Matter of Nahum v New York State Dept. of Motor Vehs.
2020 NY Slip Op 03916 [185 AD3d 827]
July 15, 2020
Appellate Division, Second Department
Published by New York State Law Reporting Bureau pursuant to Judiciary Law § 431.
As corrected through Wednesday, September 2, 2020


[*1]
 In the Matter of David Alvarado Ramirez Nahum, Petitioner,
v
New York State Department of Motor Vehicles et al., Respondents.

Joel Schmidt, Kew Gardens, NY, for petitioner.

Letitia James, Attorney General, New York, NY (Judith N. Vale and Mark S. Grube of counsel), for respondents.

Proceeding pursuant to CPLR article 78 to review a determination of the New York State Department of Motor Vehicles Administrative Appeals Board dated August 28, 2018, affirming a determination of an administrative law judge dated May 8, 2018, which, after a hearing, found that the petitioner refused to submit to a chemical test in violation of Vehicle and Traffic Law § 1194 and revoked his driver license.

Adjudged that the determination dated August 28, 2018, is confirmed, the petition is denied, and the proceeding is dismissed on the merits, with costs.

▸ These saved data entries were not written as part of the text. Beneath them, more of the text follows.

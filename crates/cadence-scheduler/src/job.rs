use std::future::Future;
use std::sync::Arc;

use chrono::{DateTime, Duration, Utc};
use futures_util::future::{BoxFuture, FutureExt};
use serde::{Deserialize, Serialize};
use serde_json::{Map, Value};

use crate::config::OverlapPolicy;
use crate::error::{Result, SchedulerError};
use crate::executor::Invocation;
use crate::trigger::{epoch_secs, Trigger, TriggerKind};

/// Error type returned by job callables.
pub type JobError = Box<dyn std::error::Error + Send + Sync>;
pub type JobResult = std::result::Result<(), JobError>;

type BlockingFn = dyn Fn(&JobArgs) -> JobResult + Send + Sync;
type AsyncFn = dyn Fn(JobArgs) -> BoxFuture<'static, JobResult> + Send + Sync;

/// The unit of work a job runs on every fire. The engine never looks inside it.
#[derive(Clone)]
pub enum JobFn {
    /// Runs on tokio's blocking pool.
    Blocking(Arc<BlockingFn>),
    /// Runs as its own tokio task.
    Async(Arc<AsyncFn>),
}

impl JobFn {
    pub fn blocking<F>(f: F) -> Self
    where
        F: Fn(&JobArgs) -> JobResult + Send + Sync + 'static,
    {
        JobFn::Blocking(Arc::new(f))
    }

    pub fn from_async<F, Fut>(f: F) -> Self
    where
        F: Fn(JobArgs) -> Fut + Send + Sync + 'static,
        Fut: Future<Output = JobResult> + Send + 'static,
    {
        JobFn::Async(Arc::new(move |args| f(args).boxed()))
    }
}

impl std::fmt::Debug for JobFn {
    fn fmt(&self, f: &mut std::fmt::Formatter<'_>) -> std::fmt::Result {
        match self {
            JobFn::Blocking(_) => f.write_str("JobFn::Blocking"),
            JobFn::Async(_) => f.write_str("JobFn::Async"),
        }
    }
}

/// Arguments bound to a job at registration and passed to every invocation.
#[derive(Debug, Clone, Default, PartialEq, Serialize, Deserialize)]
pub struct JobArgs {
    #[serde(default)]
    pub positional: Vec<Value>,
    #[serde(default)]
    pub keyword: Map<String, Value>,
}

impl JobArgs {
    pub fn new() -> Self {
        Self::default()
    }

    pub fn arg(mut self, value: impl Into<Value>) -> Self {
        self.positional.push(value.into());
        self
    }

    pub fn kwarg(mut self, key: impl Into<String>, value: impl Into<Value>) -> Self {
        self.keyword.insert(key.into(), value.into());
        self
    }

    pub fn get(&self, index: usize) -> Option<&Value> {
        self.positional.get(index)
    }

    pub fn get_kw(&self, key: &str) -> Option<&Value> {
        self.keyword.get(key)
    }
}

/// Lifecycle state of a registered job.
#[derive(Debug, Clone, Copy, PartialEq, Eq, Serialize, Deserialize)]
#[serde(rename_all = "snake_case")]
pub enum JobStatus {
    /// Eligible for dispatch, including between fires.
    Running,
    /// Dispatch suspended; the cached next run time is frozen.
    Paused,
    /// Trigger exhausted. Kept in the registry until removed.
    Completed,
    /// Terminal. Only ever seen on the snapshot returned by `remove_job`.
    Removed,
}

impl std::fmt::Display for JobStatus {
    fn fmt(&self, f: &mut std::fmt::Formatter<'_>) -> std::fmt::Result {
        let s = match self {
            JobStatus::Running => "running",
            JobStatus::Paused => "paused",
            JobStatus::Completed => "completed",
            JobStatus::Removed => "removed",
        };
        write!(f, "{s}")
    }
}

impl std::str::FromStr for JobStatus {
    type Err = String;

    fn from_str(s: &str) -> std::result::Result<Self, Self::Err> {
        match s {
            "running" => Ok(JobStatus::Running),
            "paused" => Ok(JobStatus::Paused),
            "completed" => Ok(JobStatus::Completed),
            "removed" => Ok(JobStatus::Removed),
            other => Err(format!("unknown job status: {other}")),
        }
    }
}

/// Point-in-time view of a job, taken under the registry lock.
#[derive(Debug, Clone, PartialEq, Serialize, Deserialize)]
pub struct JobSnapshot {
    pub job_id: String,
    pub status: JobStatus,
    pub trigger_type: TriggerKind,
    pub execution_count: u64,
    /// Active milliseconds since the job was registered, excluding time
    /// spent paused.
    pub elapsed_time_ms: u64,
    /// Epoch seconds of the next due time, if any.
    pub next_run_time: Option<f64>,
    /// Epoch seconds of the most recent dispatch, if any.
    pub last_run_time: Option<f64>,
    /// Total milliseconds spent paused, including an ongoing pause.
    pub paused_time_ms: u64,
    pub is_finished: bool,
}

/// A registered job: identity, trigger, payload and mutable execution state.
///
/// Every mutation happens under the scheduler's registry lock.
#[derive(Debug)]
pub(crate) struct Job {
    id: String,
    /// Registration sequence number: orders listings and tells a re-added job
    /// apart from a removed one with the same ID.
    seq: u64,
    trigger: Box<dyn Trigger>,
    callable: JobFn,
    args: Arc<JobArgs>,
    status: JobStatus,
    execution_count: u64,
    created_at: DateTime<Utc>,
    last_run: Option<DateTime<Utc>>,
    next_run: Option<DateTime<Utc>>,
    paused_at: Option<DateTime<Utc>>,
    paused_total: Duration,
    in_flight: u32,
}

impl Job {
    pub(crate) fn new(
        id: String,
        seq: u64,
        mut trigger: Box<dyn Trigger>,
        callable: JobFn,
        args: JobArgs,
        now: DateTime<Utc>,
    ) -> Self {
        trigger.activate(now);
        let next_run = trigger.next_due(Some(now));
        // A trigger with nothing left to fire is complete from the start.
        let status = if next_run.is_some() {
            JobStatus::Running
        } else {
            JobStatus::Completed
        };

        Self {
            id,
            seq,
            trigger,
            callable,
            args: Arc::new(args),
            status,
            execution_count: 0,
            created_at: now,
            last_run: None,
            next_run,
            paused_at: None,
            paused_total: Duration::zero(),
            in_flight: 0,
        }
    }

    pub(crate) fn id(&self) -> &str {
        &self.id
    }

    pub(crate) fn seq(&self) -> u64 {
        self.seq
    }

    pub(crate) fn status(&self) -> JobStatus {
        self.status
    }

    pub(crate) fn next_run(&self) -> Option<DateTime<Utc>> {
        self.next_run
    }

    pub(crate) fn trigger_kind(&self) -> TriggerKind {
        self.trigger.kind()
    }

    pub(crate) fn pause(&mut self, now: DateTime<Utc>) -> Result<()> {
        if self.status != JobStatus::Running {
            return Err(self.invalid("pause"));
        }
        self.status = JobStatus::Paused;
        self.paused_at = Some(now);
        Ok(())
    }

    /// Resume from PAUSED. The next due time is recomputed from `now`, never
    /// from the frozen value.
    pub(crate) fn resume(&mut self, now: DateTime<Utc>) -> Result<()> {
        if self.status != JobStatus::Paused {
            return Err(self.invalid("resume"));
        }
        let paused_for = self
            .paused_at
            .take()
            .map_or_else(Duration::zero, |at| (now - at).max(Duration::zero()));
        self.paused_total += paused_for;

        self.trigger.on_resume(now, paused_for);
        self.next_run = self.trigger.next_due(Some(now));
        self.status = if self.next_run.is_some() {
            JobStatus::Running
        } else {
            JobStatus::Completed
        };
        Ok(())
    }

    pub(crate) fn mark_removed(&mut self) {
        self.status = JobStatus::Removed;
    }

    /// When the dispatch loop next needs to look at this job, if ever.
    pub(crate) fn wake_at(&self, overlap: OverlapPolicy) -> Option<DateTime<Utc>> {
        if self.status != JobStatus::Running {
            return None;
        }
        if overlap == OverlapPolicy::Serialize && self.in_flight > 0 {
            // Re-evaluated when the running invocation reports back.
            return None;
        }
        self.next_run
    }

    pub(crate) fn is_due(&self, now: DateTime<Utc>, overlap: OverlapPolicy) -> bool {
        self.wake_at(overlap).is_some_and(|at| at <= now)
    }

    /// Claim the due occurrence: count it, advance the trigger and hand back
    /// the invocation to execute. The next due time is recomputed from `now`
    /// so an overdue job fires once and then resumes its normal cadence.
    pub(crate) fn claim(&mut self, now: DateTime<Utc>) -> Invocation {
        self.execution_count += 1;
        self.last_run = Some(now);
        self.in_flight += 1;

        self.trigger.mark_fired(now);
        self.next_run = if self.trigger.is_exhausted() {
            None
        } else {
            self.trigger.next_due(Some(now))
        };
        if self.next_run.is_none() {
            self.status = JobStatus::Completed;
        }

        Invocation {
            job_id: self.id.clone(),
            seq: self.seq,
            run: self.execution_count,
            callable: self.callable.clone(),
            args: Arc::clone(&self.args),
        }
    }

    pub(crate) fn finish_invocation(&mut self) {
        self.in_flight = self.in_flight.saturating_sub(1);
    }

    pub(crate) fn snapshot(&self, now: DateTime<Utc>) -> JobSnapshot {
        let ongoing_pause = self
            .paused_at
            .map_or_else(Duration::zero, |at| (now - at).max(Duration::zero()));
        let paused = self.paused_total + ongoing_pause;

        JobSnapshot {
            job_id: self.id.clone(),
            status: self.status,
            trigger_type: self.trigger.kind(),
            execution_count: self.execution_count,
            elapsed_time_ms: non_negative_ms(now - self.created_at - paused),
            next_run_time: self.next_run.map(epoch_secs),
            last_run_time: self.last_run.map(epoch_secs),
            paused_time_ms: non_negative_ms(paused),
            is_finished: self.status == JobStatus::Completed,
        }
    }

    fn invalid(&self, action: &'static str) -> SchedulerError {
        SchedulerError::InvalidTransition {
            id: self.id.clone(),
            from: self.status,
            action,
        }
    }
}

fn non_negative_ms(d: Duration) -> u64 {
    u64::try_from(d.num_milliseconds()).unwrap_or(0)
}

#[cfg(test)]
mod tests {
    use super::*;
    use crate::trigger::{IntervalTrigger, OneTimeTrigger, TimestampTrigger};
    use chrono::TimeZone;

    fn t0() -> DateTime<Utc> {
        Utc.with_ymd_and_hms(2025, 1, 1, 12, 0, 0).unwrap()
    }

    fn noop() -> JobFn {
        JobFn::blocking(|_| Ok(()))
    }

    fn interval_job(period: f64, max_runs: Option<u32>) -> Job {
        let trigger = IntervalTrigger::new(period, max_runs, None).unwrap();
        Job::new("job".into(), 1, Box::new(trigger), noop(), JobArgs::new(), t0())
    }

    #[test]
    fn new_job_is_running_with_first_due_time() {
        let job = interval_job(2.0, None);
        assert_eq!(job.status(), JobStatus::Running);
        assert_eq!(job.next_run(), Some(t0() + Duration::seconds(2)));
        assert!(!job.is_due(t0(), OverlapPolicy::Allow));
        assert!(job.is_due(t0() + Duration::seconds(2), OverlapPolicy::Allow));
    }

    #[test]
    fn pause_and_resume_transitions() {
        let mut job = interval_job(1.0, None);

        assert!(job.resume(t0()).is_err());
        job.pause(t0()).unwrap();
        assert_eq!(job.status(), JobStatus::Paused);
        let err = job.pause(t0()).unwrap_err();
        assert_eq!(err.code(), "INVALID_TRANSITION");
        assert!(!job.is_due(t0() + Duration::seconds(5), OverlapPolicy::Allow));

        // Frozen while paused.
        let frozen = job.next_run();
        assert_eq!(frozen, Some(t0() + Duration::seconds(1)));

        let resumed_at = t0() + Duration::milliseconds(7_300);
        job.resume(resumed_at).unwrap();
        assert_eq!(job.status(), JobStatus::Running);
        let next = job.next_run().unwrap();
        assert!(next > resumed_at);
        assert!(next <= resumed_at + Duration::seconds(1));
        assert_eq!(job.snapshot(resumed_at).paused_time_ms, 7_300);
    }

    #[test]
    fn elapsed_time_excludes_paused_time() {
        let mut job = interval_job(1.0, None);
        job.pause(t0() + Duration::seconds(2)).unwrap();

        // An ongoing pause is not counted either.
        let paused = job.snapshot(t0() + Duration::seconds(5));
        assert_eq!(paused.elapsed_time_ms, 2_000);
        assert_eq!(paused.paused_time_ms, 3_000);

        job.resume(t0() + Duration::seconds(6)).unwrap();
        let snap = job.snapshot(t0() + Duration::seconds(10));
        assert_eq!(snap.elapsed_time_ms, 6_000);
        assert_eq!(snap.paused_time_ms, 4_000);
    }

    #[test]
    fn claim_counts_and_completes_on_exhaustion() {
        let mut job = interval_job(1.0, Some(2));

        let first = job.claim(t0() + Duration::seconds(1));
        assert_eq!(first.run, 1);
        assert_eq!(job.status(), JobStatus::Running);
        assert_eq!(job.next_run(), Some(t0() + Duration::seconds(2)));

        let second = job.claim(t0() + Duration::seconds(2));
        assert_eq!(second.run, 2);
        assert_eq!(job.status(), JobStatus::Completed);
        assert_eq!(job.next_run(), None);

        let snap = job.snapshot(t0() + Duration::seconds(3));
        assert!(snap.is_finished);
        assert_eq!(snap.execution_count, 2);
        assert_eq!(snap.elapsed_time_ms, 3_000);
        assert!(job.pause(t0()).is_err());
    }

    #[test]
    fn overdue_claim_does_not_catch_up() {
        let mut job = interval_job(1.0, None);
        let late = t0() + Duration::milliseconds(5_500);
        assert!(job.is_due(late, OverlapPolicy::Allow));
        job.claim(late);
        assert_eq!(job.next_run(), Some(t0() + Duration::seconds(6)));
        assert!(!job.is_due(late, OverlapPolicy::Allow));
    }

    #[test]
    fn serialize_policy_holds_back_while_in_flight() {
        let trigger = TimestampTrigger::new(vec![0, 10]).unwrap();
        let mut job = Job::new("ts".into(), 1, Box::new(trigger), noop(), JobArgs::new(), t0());
        let later = t0() + Duration::seconds(1);

        job.claim(t0());
        assert!(job.is_due(later, OverlapPolicy::Allow));
        assert!(!job.is_due(later, OverlapPolicy::Serialize));

        job.finish_invocation();
        assert!(job.is_due(later, OverlapPolicy::Serialize));
    }

    #[test]
    fn exhausted_trigger_registers_as_completed() {
        let mut trigger = OneTimeTrigger::new(t0()).unwrap();
        trigger.mark_fired(t0());
        let job = Job::new("done".into(), 1, Box::new(trigger), noop(), JobArgs::new(), t0());
        assert_eq!(job.status(), JobStatus::Completed);
        assert!(job.snapshot(t0()).is_finished);
    }

    #[test]
    fn status_strings_round_trip() {
        for status in [JobStatus::Running, JobStatus::Paused, JobStatus::Completed, JobStatus::Removed] {
            assert_eq!(status.to_string().parse::<JobStatus>().unwrap(), status);
        }
    }

    #[test]
    fn args_builder_binds_positional_and_keyword_values() {
        let args = JobArgs::new().arg("hello").arg(3).kwarg("job_id", "x");
        assert_eq!(args.get(0), Some(&Value::from("hello")));
        assert_eq!(args.get(1), Some(&Value::from(3)));
        assert_eq!(args.get_kw("job_id"), Some(&Value::from("x")));
        assert_eq!(args.get_kw("missing"), None);
    }
}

The petitioner's driver license was revoked when it was determined by an Administrative Law Judge (hereinafter ALJ), after a hearing, that he refused to submit to a chemical test in violation of Vehicle and Traffic Law § 1194, upon being arrested for violating Vehicle and Traffic Law § 1192. The New York State Department of Motor Vehicles Administrative Appeals Board affirmed the determination of the ALJ. The petitioner commenced this CPLR article 78 proceeding in the Supreme Court, Queens County, seeking to annul that determination. The proceeding was transferred to this Court pursuant to CPLR 7804 (g) by order entered April 15, 2019, on the ground that it raises the issue of whether the determination, made after a hearing, is supported by substantial evidence.

Initially, we reject the petitioner's contention that the proceeding should not have been transferred to this Court based on his objections, as the issues raised by the petitioner are not "objections as could terminate the proceeding," within the meaning of CPLR 7804 (g) (see Matter of DeStefano v Incorporated Vil. of Mineola, 167 AD3d 740, 741 [2018]; Matter of Bradley Corporate Park v Crotty, 39 AD3d 632, 633 [2007]).

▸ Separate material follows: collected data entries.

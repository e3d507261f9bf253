//! Trigger strategies: each one answers "when is this job due next?".
//!
//! A trigger is owned by exactly one job. The engine drives it through a small
//! capability set:
//!
//! 1. [`Trigger::activate`] once, when the job enters the registry.
//! 2. [`Trigger::next_due`] whenever the cached next run time must be
//!    recomputed. This is a pure query over trigger state.
//! 3. [`Trigger::mark_fired`] each time the dispatch loop claims a due
//!    occurrence.
//! 4. [`Trigger::on_resume`] when a paused job is resumed.
//!
//! New trigger kinds plug in by implementing the trait. The engine never
//! inspects concrete types.

use chrono::{DateTime, Duration, Utc};
use serde::{Deserialize, Serialize};

use crate::error::{Result, SchedulerError};

pub mod cron;
pub mod interval;
pub mod one_time;
pub mod timestamp;

pub use self::cron::{CronEvaluator, CronSchedule, CronTrigger};
pub use interval::IntervalTrigger;
pub use one_time::{OneTimeTrigger, RunAt};
pub use timestamp::TimestampTrigger;

/// Reported in status snapshots as `trigger_type`.
#[derive(Debug, Clone, Copy, PartialEq, Eq, Hash, Serialize, Deserialize)]
#[serde(rename_all = "snake_case")]
pub enum TriggerKind {
    Timestamp,
    Interval,
    OneTime,
    Cron,
    /// Any caller-supplied trigger implementation.
    Custom,
}

impl std::fmt::Display for TriggerKind {
    fn fmt(&self, f: &mut std::fmt::Formatter<'_>) -> std::fmt::Result {
        let s = match self {
            TriggerKind::Timestamp => "timestamp",
            TriggerKind::Interval => "interval",
            TriggerKind::OneTime => "one_time",
            TriggerKind::Cron => "cron",
            TriggerKind::Custom => "custom",
        };
        write!(f, "{s}")
    }
}

impl std::str::FromStr for TriggerKind {
    type Err = String;

    fn from_str(s: &str) -> std::result::Result<Self, Self::Err> {
        match s {
            "timestamp" => Ok(TriggerKind::Timestamp),
            "interval" => Ok(TriggerKind::Interval),
            "one_time" => Ok(TriggerKind::OneTime),
            "cron" => Ok(TriggerKind::Cron),
            "custom" => Ok(TriggerKind::Custom),
            other => Err(format!("unknown trigger type: {other}")),
        }
    }
}

/// Computes due times for a single job.
///
/// Implementations must keep `next_due` monotonic: for non-decreasing `after`
/// values, with no `mark_fired` in between, the returned instant never moves
/// backwards. Once `next_due` returns `None` it must keep returning `None`.
pub trait Trigger: Send + std::fmt::Debug {
    fn kind(&self) -> TriggerKind;

    /// Called once when the owning job is registered. Triggers whose times are
    /// relative to registration anchor themselves here.
    fn activate(&mut self, _now: DateTime<Utc>) {}

    /// Next due instant given the reference time `after` (`None` = now), or
    /// `None` when the trigger is exhausted.
    ///
    /// The result may lie in the past. The dispatch loop then fires it once
    /// and recomputes from the current time.
    fn next_due(&self, after: Option<DateTime<Utc>>) -> Option<DateTime<Utc>>;

    /// Record that the occurrence returned by `next_due` was dispatched at `at`.
    fn mark_fired(&mut self, at: DateTime<Utc>);

    /// True once no further occurrence can be produced.
    fn is_exhausted(&self) -> bool;

    /// Called when a paused job resumes after having been paused for `paused_for`.
    fn on_resume(&mut self, _now: DateTime<Utc>, _paused_for: Duration) {}
}

/// Convert floating-point epoch seconds into a UTC instant (microsecond precision).
pub(crate) fn datetime_from_epoch(secs: f64) -> Result<DateTime<Utc>> {
    if !secs.is_finite() {
        return Err(SchedulerError::InvalidTrigger(format!(
            "epoch seconds must be finite, got {secs}"
        )));
    }
    DateTime::from_timestamp_micros((secs * 1_000_000.0).round() as i64).ok_or_else(|| {
        SchedulerError::InvalidTrigger(format!("epoch seconds out of range: {secs}"))
    })
}

/// Epoch seconds as reported in status snapshots.
pub(crate) fn epoch_secs(at: DateTime<Utc>) -> f64 {
    at.timestamp_micros() as f64 / 1_000_000.0
}

pub(crate) fn validate_max_runs(max_runs: Option<u32>) -> Result<()> {
    if max_runs == Some(0) {
        return Err(SchedulerError::InvalidTrigger(
            "max_runs must be at least 1".to_string(),
        ));
    }
    Ok(())
}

We also reject the petitioner's argument that purported defects in the written report of his refusal to submit to the chemical test deprived the New York State Department of Motor Vehicles of jurisdiction to conduct a hearing pursuant to Vehicle and Traffic Law § 1194 (2) (c). The requirements set forth in Vehicle and Traffic Law § 1194 (2) (b), as to the contents of a written report of refusal to submit to a chemical test, concern the temporary suspension of a driver license based on a motorist's refusal to submit to a chemical test, which happens automatically based upon the refusal, without a hearing. Those requirements do not implicate the jurisdiction of the New York State Department of Motor Vehicles to conduct a hearing pursuant to Vehicle and Traffic Law § 1194 (2) (b) and (c), to revoke a motorist's driver license, based on the motorist's refusal to submit to a chemical test.

The record does not support the petitioner's contention that the ALJ acted as the respondents' advocate and deprived the petitioner of an impartial hearing (see Matter of Clark v New York State Dept. of Motor Vehs., 55 AD3d 1284 [2008]). Finally, the ALJ's determination, which was based upon the testimony of the arresting police officer, the officer's written report of the petitioner's refusal to submit to the chemical test, and the adverse inference drawn based on the petitioner's failure to testify, was supported by substantial evidence (see Matter of Schoonmaker v New York State Dept. of Motor Vehs., 33 NY3d 926, 928 [2019]; Matter of Hickey v New York State Dept. of Motor Vehs., 142 AD3d 668, 669 [2016]). Austin, J.P., Maltese, LaSalle and Brathwaite Nelson, JJ., concur.